Mr Komorowski of the ruling Civic Platform (PO) used a ceremony presenting him with a certificate confirming his election victory to promise an end to the policy of political veto pursued by his predecessor, the late Lech Kaczynski.
Mr Tusk and Poland’s president-elect worked hard to dampen speculation yesterday that their reform appetite was waning ahead of local elections this autumn, a general election next year and a resurgent political opposition.
“We understand that [Komorowski’s] victory is a great obligation, a new opportunity for me and the government,” said Mr Tusk at yesterday’s ceremony in Warsaw’s Royal Palace.
For his part, Mr Komorowski announced his resignation from the PO party to enable him serve as “president of all Poles”.
“It is a difficult time to part from the Civic Platform, but the president must be independent,” he said.
Analysts described it as a largely symbolic move to distinguish himself from his predecessor, the late president Kaczynski, who never disguised his loyalty to his twin brother and their opposition Law and Justice (PiS) party.

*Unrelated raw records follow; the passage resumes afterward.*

#[cfg(test)]
mod tests {
    use super::*;
    use crate::testing::{note, FakeApi};
    use crate::{NoteService, Tag};

    fn view(api: &FakeApi) -> NotesView<FakeApi> {
        NotesView::new(QueryClient::new(NoteService::new(api.clone())))
    }

    fn shown_ids(view: &NotesView<FakeApi>) -> Vec<String> {
        match view.render() {
            Screen::Ready {
                body: Body::Notes(notes),
                ..
            } => notes.iter().map(|n| n.id.clone()).collect(),
            _ => Vec::new(),
        }
    }

    #[tokio::test(start_paused = true)]
    async fn test_initial_render_is_loading() {
        let api = FakeApi::with_notes(3);
        let mut view = view(&api);

        let _pending = view.load();
        assert_eq!(
            view.render(),
            Screen::Ready {
                body: Body::Loading,
                pagination: None,
                modal_open: false,
                refreshing: false,
            }
        );
    }

    #[tokio::test(start_paused = true)]
    async fn test_search_debounces_and_resets_page() {
        let api = FakeApi::with_notes(30);
        let mut view = view(&api);
        view.refresh().await;
        view.select_page(2);
        assert_eq!(view.state().page, 3);

        view.input_search("Note");
        tokio::time::advance(Duration::from_millis(300)).await;
        view.input_search("Note 1");
        assert_eq!(view.state().raw_search, "Note 1");
        assert_eq!(view.state().debounced_search, "");

        tokio::time::advance(Duration::from_millis(300)).await;
        assert!(!view.settle_search());
        assert_eq!(view.state().page, 3);

        tokio::time::advance(Duration::from_millis(200)).await;
        assert!(view.settle_search());
        assert_eq!(view.state().debounced_search, "Note 1");
        assert_eq!(view.state().page, 1);
    }

    #[tokio::test(start_paused = true)]
    async fn test_wait_for_search_only_fires_latest() {
        let api = FakeApi::with_notes(3);
        let mut view = view(&api);

        view.input_search("m");
        view.input_search("me");
        view.input_search("meeting");
        assert!(view.wait_for_search().await);
        assert_eq!(view.state().debounced_search, "meeting");
        assert!(!view.settle_search());
    }

    #[tokio::test(start_paused = true)]
    async fn test_meeting_search_shows_three_pages() {
        let api = FakeApi::default();
        for i in 0..30 {
            api.push(note(&i.to_string(), &format!("meeting {}", i)));
        }
        api.push(note("other", "groceries"));
        let mut view = view(&api);

        view.input_search("meeting");
        view.wait_for_search().await;
        view.refresh().await;

        let last = api.list_calls().pop().unwrap();
        assert_eq!(last.search, "meeting");
        assert_eq!(last.page, 1);
        match view.render() {
            Screen::Ready { pagination, .. } => assert_eq!(
                pagination,
                Some(Pagination {
                    page_count: 3,
                    selected: 0
                })
            ),
            Screen::Error => panic!("unexpected error screen"),
        }
    }

    #[tokio::test(start_paused = true)]
    async fn test_single_page_hides_pagination() {
        let api = FakeApi::with_notes(4);
        let mut view = view(&api);
        view.refresh().await;

        match view.render() {
            Screen::Ready {
                body, pagination, ..
            } => {
                assert!(matches!(body, Body::Notes(notes) if notes.len() == 4));
                assert_eq!(pagination, None);
            }
            Screen::Error => panic!("unexpected error screen"),
        }
    }

    #[tokio::test(start_paused = true)]
    async fn test_empty_states() {
        let api = FakeApi::default();
        let mut view = view(&api);
        view.refresh().await;
        assert!(matches!(
            view.render(),
            Screen::Ready {
                body: Body::Empty(EmptyState::NoNotes),
                ..
            }
        ));

        api.push(note("1", "groceries"));
        view.input_search("zzz");
        view.wait_for_search().await;
        view.refresh().await;
        assert!(matches!(
            view.render(),
            Screen::Ready {
                body: Body::Empty(EmptyState::NoResults),
                ..
            }
        ));
    }

    #[tokio::test(start_paused = true)]
    async fn test_previous_data_stays_visible_while_loading() {
        let api = FakeApi::with_notes(30);
        api.set_latency(Duration::from_millis(100));
        let mut view = view(&api);
        view.refresh().await;
        let first_page = shown_ids(&view);

        view.select_page(1);
        let pending = view.load();
        match view.render() {
            Screen::Ready {
                body: Body::Notes(notes),
                refreshing,
                ..
            } => {
                assert!(refreshing);
                assert_eq!(notes[0].id, first_page[0]);
            }
            other => panic!("unexpected screen: {:?}", other),
        }

        let loaded = pending.await;
        assert!(view.apply(loaded));
        assert_ne!(shown_ids(&view), first_page);
        assert_eq!(view.displayed_key(), Some(&PageKey::new(2, "")));
    }

    #[tokio::test(start_paused = true)]
    async fn test_superseded_result_is_cached_not_displayed() {
        let api = FakeApi::with_notes(30);
        let mut view = view(&api);
        view.refresh().await;

        view.select_page(1);
        let stale = view.load();
        view.select_page(2);
        let current = view.load();

        let current = current.await;
        let stale = stale.await;
        assert!(view.apply(current));
        assert!(!view.apply(stale));

        assert_eq!(view.displayed_key(), Some(&PageKey::new(3, "")));
        assert!(view.client().peek(&PageKey::new(2, "")).is_some());
    }

    #[tokio::test(start_paused = true)]
    async fn test_create_closes_modal_and_refetches() {
        let api = FakeApi::with_notes(2);
        let mut view = view(&api);
        view.refresh().await;
        assert_eq!(api.list_count(), 1);

        view.open_create();
        assert!(view.state().modal_open);
        let created = view
            .submit_create(CreateNote {
                title: "Buy milk".to_string(),
                content: String::new(),
                tag: Tag::Shopping,
            })
            .await
            .unwrap();

        assert!(!view.state().modal_open);
        assert!(view.needs_load());
        assert_eq!(api.list_count(), 1);

        view.refresh().await;
        assert!(!view.needs_load());
        assert_eq!(api.list_count(), 2);
        assert!(shown_ids(&view).contains(&created.id));
    }

    #[tokio::test(start_paused = true)]
    async fn test_failed_create_keeps_modal_open() {
        let api = FakeApi::with_notes(2);
        api.fail_create(Error::Validation("title taken".into()));
        let mut view = view(&api);
        view.refresh().await;

        view.open_create();
        let result = view
            .submit_create(CreateNote {
                title: "Duplicate".to_string(),
                content: String::new(),
                tag: Tag::Work,
            })
            .await;

        assert!(matches!(result, Err(Error::Validation(_))));
        assert!(view.state().modal_open);
        assert!(!view.needs_load());
        assert_eq!(api.list_count(), 1);
        assert!(matches!(view.render(), Screen::Ready { .. }));
    }

    #[tokio::test(start_paused = true)]
    async fn test_cancel_create() {
        let api = FakeApi::default();
        let mut view = view(&api);
        view.open_create();
        view.cancel_create();
        assert!(!view.state().modal_open);
        assert_eq!(api.create_count(), 0);
    }

    #[tokio::test(start_paused = true)]
    async fn test_confirmed_delete_removes_note() {
        let api = FakeApi::default();
        api.push(note("41", "first"));
        api.push(note("42", "second"));
        let mut view = view(&api);
        view.refresh().await;
        assert!(shown_ids(&view).contains(&"42".to_string()));

        assert_eq!(view.delete_note("42", true).await, Ok(true));
        assert_eq!(api.delete_calls(), vec!["42".to_string()]);
        assert!(view.needs_load());

        view.refresh().await;
        assert_eq!(shown_ids(&view), vec!["41".to_string()]);
    }

    #[tokio::test(start_paused = true)]
    async fn test_unconfirmed_delete_is_noop() {
        let api = FakeApi::with_notes(1);
        let mut view = view(&api);
        assert_eq!(view.delete_note("1", false).await, Ok(false));
        assert!(api.delete_calls().is_empty());
    }

    #[tokio::test(start_paused = true)]
    async fn test_failed_delete_keeps_view() {
        let api = FakeApi::with_notes(2);
        let mut view = view(&api);
        view.refresh().await;

        let result = view.delete_note("missing", true).await;
        assert!(matches!(result, Err(Error::NotFound(_))));
        assert_eq!(shown_ids(&view).len(), 2);
        assert!(view.last_error().is_none());
        assert!(!view.needs_load());
    }

    #[tokio::test(start_paused = true)]
    async fn test_persistent_failure_shows_error_screen() {
        let api = FakeApi::with_notes(2);
        api.fail_list((0..4).map(|_| Error::Network("unreachable".into())));
        let mut view = view(&api);

        view.refresh().await;
        assert_eq!(view.render(), Screen::Error);
        assert_eq!(api.list_count(), 4);

        tokio::time::advance(Duration::from_secs(120)).await;
        assert_eq!(api.list_count(), 4);
    }

    #[tokio::test(start_paused = true)]
    async fn test_error_screen_only_for_failed_key() {
        let api = FakeApi::with_notes(30);
        api.fail_list((0..4).map(|_| Error::Network("unreachable".into())));
        let mut view = view(&api);

        view.refresh().await;
        assert_eq!(view.render(), Screen::Error);
        assert!(view.last_error().is_some());

        view.select_page(1);
        assert!(view.needs_load());
        let pending = view.load();
        assert!(view.last_error().is_none());
        assert_eq!(
            view.render(),
            Screen::Ready {
                body: Body::Loading,
                pagination: None,
                modal_open: false,
                refreshing: false,
            }
        );

        view.apply(pending.await);
        assert_eq!(view.displayed_key(), Some(&PageKey::new(2, "")));
        assert_eq!(shown_ids(&view).len(), 12);

        view.select_page(0);
        assert_ne!(view.render(), Screen::Error);
    }

    #[tokio::test(start_paused = true)]
    async fn test_needs_load_tracks_active_key() {
        let api = FakeApi::with_notes(30);
        let mut view = view(&api);
        assert!(view.needs_load());

        let pending = view.load();
        assert!(!view.needs_load());
        view.select_page(1);
        assert!(view.needs_load());

        view.apply(pending.await);
        view.refresh().await;
        assert!(!view.needs_load());

        view.input_search("Note 2");
        assert!(!view.needs_load());
        assert!(view.wait_for_search().await);
        assert!(view.needs_load());
    }

    #[tokio::test(start_paused = true)]
    async fn test_page_navigation_bounds() {
        let api = FakeApi::with_notes(13);
        let mut view = view(&api);
        view.refresh().await;

        assert!(!view.prev_page());
        assert!(view.next_page());
        assert_eq!(view.state().page, 2);
        assert!(!view.next_page());
    }
}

President Kaczynski regularly exercised his right to veto government legislation and Mr Tusk’s government found it impossible to push through its reform agenda.
With that blockade lifted, the government says three areas require urgent attention: pruning the budget deficit by cutting social expenditure and raising VAT; increasing the retirement age and cutting pension benefits; and healthcare reform to increase private contributions.
Seasoned Warsaw watchers predict Mr Tusk will proceed cautiously with reforms, although he may soon face a more formidable opponent to reform than Mr Kaczynski’s PiS party.
“PiS is not the problem but the electorate which expects changes but without pain,” said Eugeniusz Smolar of Warsaw’s Centre for International Relations.
Polish central bank president Marek Belka said the government “must ignore the pressure of the election year” and proceed with reforms. Economist Prof Krzysztof Rybinski said voters needed to know that, without cuts, “the alternative is Greece”.
In his failed bid to succeed his late twin as president, Jaroslaw Kaczynski attacked PO reform plans and presented himself as a more economically progressive candidate. But analysts say he will need more than that to repeat next year the success of the election run-off, in which he polled 47 per cent.
Post-election analysis suggested the PiS leader – as just one of two run-off candidates – benefited disproportionately in the poll by the absence of two traditional strongholds of anti-PiS feeling: students and urban voters, both presumed to be on holiday.
“One vulnerability in the future for PiS is that the sympathy vote for Mr Kaczynski will decrease with time,” said Piotr Kaczynski, analyst with Centre for European Policy Studies in Brussels.